─── INPUT FOR THIS TASK
use time::OffsetDateTime;
use tracing::warn;

use crate::{
    dto::health::{HealthResponse, StorageStatus},
    error::error_chain,
    state::SharedState,
};

/// Respond with the health payload, probing the storage backend on the way.
pub async fn health_status(state: &SharedState) -> HealthResponse {
    let storage = match state.player_store().health_check().await {
        Ok(()) => StorageStatus::Ok,
        Err(err) => {
            warn!(error = %error_chain(&err), "storage health check failed");
            StorageStatus::Degraded
        }
    };

    HealthResponse::new(state.config().environment, storage, OffsetDateTime::now_utc())
}
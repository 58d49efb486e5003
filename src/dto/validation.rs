//! Validation helpers for DTOs.

use validator::ValidationError;

use crate::state::player::{PlayerInputError, Score, Username};

fn code(err: &PlayerInputError) -> &'static str {
    match err {
        PlayerInputError::MissingUsername | PlayerInputError::MissingScore => "required",
        PlayerInputError::UsernameLength => "username_length",
        PlayerInputError::UsernameCharset => "username_charset",
        PlayerInputError::ScoreNotFinite => "score_not_finite",
        PlayerInputError::NegativeScore => "score_negative",
        PlayerInputError::ScoreOutOfRange => "score_range",
        PlayerInputError::LimitOutOfRange => "limit_range",
    }
}

impl From<PlayerInputError> for ValidationError {
    fn from(err: PlayerInputError) -> Self {
        let mut validation = ValidationError::new(code(&err));
        validation.message = Some(err.to_string().into());
        validation
    }
}

/// Validates a username submitted for a write: 1 to 50 characters from
/// `[A-Za-z0-9_-]` once surrounding whitespace is removed.
///
/// # Examples
///
/// ```ignore
/// validate_username(" Alice_01 ") // Ok
/// validate_username("")           // Err - required
/// validate_username("bob@home")   // Err - charset
/// ```
pub fn validate_username(raw: &str) -> Result<(), ValidationError> {
    Username::parse(raw).map(drop).map_err(Into::into)
}

/// Validates a username used for a lookup. Only blank names are rejected.
pub fn validate_lookup_username(raw: &str) -> Result<(), ValidationError> {
    Username::lookup(raw).map(drop).map_err(Into::into)
}

/// Validates a score: finite, non-negative and inside the storable range.
pub fn validate_score(value: f64) -> Result<(), ValidationError> {
    Score::new(value).map(drop).map_err(Into::into)
}

/// Error reported for a field that was absent or null.
pub fn missing(err: PlayerInputError) -> ValidationError {
    err.into()
}

/// Error reported for a score that is neither a JSON number nor a numeric string.
pub fn not_a_number() -> ValidationError {
    let mut err = ValidationError::new("score_type");
    err.message = Some("Score must be a number".into());
    err
}
use axum::{
    Json, Router,
    extract::State,
    http::StatusCode,
    routing::{get, post},
};
use validator::Validate;

use crate::{
    dto::player::{
        AddPlayerRequest, GetPlayerRequest, ListPlayersQuery, PlayerAddedResponse,
        PlayerDetailResponse, PlayerListResponse, PlayerScoreResponse,
    },
    error::AppError,
    routes::extract::{ApiJson, ApiPath, ApiQuery},
    services::player_service,
    state::SharedState,
};

const PLAYER_NOT_FOUND: &str = "Player not found";

/// Player score endpoints, mounted under `/api/player` and the legacy `/player` prefix.
///
/// The static `add` and `get` segments take precedence over `/{username}`.
pub fn router() -> Router<SharedState> {
    Router::new()
        .route("/", get(list_players))
        .route("/add", post(add_player))
        .route("/get", post(get_player_score))
        .route("/{username}", get(get_player))
}

#[utoipa::path(
    post,
    path = "/api/player/add",
    tag = "players",
    request_body = AddPlayerRequest,
    responses(
        (status = 201, description = "Player created or score replaced", body = PlayerAddedResponse),
        (status = 400, description = "Invalid username or score"),
        (status = 500, description = "Storage failure")
    )
)]
/// Create the player, or replace the score of an existing one.
pub async fn add_player(
    State(state): State<SharedState>,
    ApiJson(payload): ApiJson<AddPlayerRequest>,
) -> Result<(StatusCode, Json<PlayerAddedResponse>), AppError> {
    let (username, score) = payload.validated()?;
    let player = player_service::upsert_player(&state, username, score).await?;
    Ok((StatusCode::CREATED, Json(player.into())))
}

#[utoipa::path(
    post,
    path = "/api/player/get",
    tag = "players",
    request_body = GetPlayerRequest,
    responses(
        (status = 200, description = "Player score", body = PlayerScoreResponse),
        (status = 400, description = "Missing username"),
        (status = 404, description = "Unknown player"),
        (status = 500, description = "Storage failure")
    )
)]
/// Return the score of the player named in the body.
pub async fn get_player_score(
    State(state): State<SharedState>,
    ApiJson(payload): ApiJson<GetPlayerRequest>,
) -> Result<Json<PlayerScoreResponse>, AppError> {
    payload.validate()?;
    let player = player_service::get_player(&state, payload.username())
        .await?
        .ok_or_else(|| AppError::NotFound(PLAYER_NOT_FOUND.into()))?;
    Ok(Json(player.into()))
}

#[utoipa::path(
    get,
    path = "/api/player/{username}",
    tag = "players",
    params(("username" = String, Path, description = "Player name, case-insensitive")),
    responses(
        (status = 200, description = "Full player record", body = PlayerDetailResponse),
        (status = 400, description = "Blank username"),
        (status = 404, description = "Unknown player"),
        (status = 500, description = "Storage failure")
    )
)]
/// Return the full record of one player.
pub async fn get_player(
    State(state): State<SharedState>,
    ApiPath(username): ApiPath<String>,
) -> Result<Json<PlayerDetailResponse>, AppError> {
    let player = player_service::get_player(&state, &username)
        .await?
        .ok_or_else(|| AppError::NotFound(PLAYER_NOT_FOUND.into()))?;
    Ok(Json(player.into()))
}

#[utoipa::path(
    get,
    path = "/api/player",
    tag = "players",
    params(ListPlayersQuery),
    responses(
        (status = 200, description = "Players ordered by score, highest first", body = PlayerListResponse),
        (status = 400, description = "Limit out of range"),
        (status = 500, description = "Storage failure")
    )
)]
/// List the top players.
pub async fn list_players(
    State(state): State<SharedState>,
    ApiQuery(query): ApiQuery<ListPlayersQuery>,
) -> Result<Json<PlayerListResponse>, AppError> {
    query.validate()?;
    let players = player_service::list_players(&state, query.limit).await?;
    Ok(Json(players.into()))
}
──────
Start at the first line of the material and transcribe each line exactly, stopping once the line containing "filename src/dto/validation.rs" has been written.

YOUR RESPONSE:
use time::OffsetDateTime;
use tracing::warn;

use crate::{
    dto::health::{HealthResponse, StorageStatus},
    error::error_chain,
    state::SharedState,
};

/// Respond with the health payload, probing the storage backend on the way.
pub async fn health_status(state: &SharedState) -> HealthResponse {
    let storage = match state.player_store().health_check().await {
        Ok(()) => StorageStatus::Ok,
        Err(err) => {
            warn!(error = %error_chain(&err), "storage health check failed");
            StorageStatus::Degraded
        }
    };

    HealthResponse::new(state.config().environment, storage, OffsetDateTime::now_utc())
}
repository 58d49efb486e5003
filename src/dto/validation.rs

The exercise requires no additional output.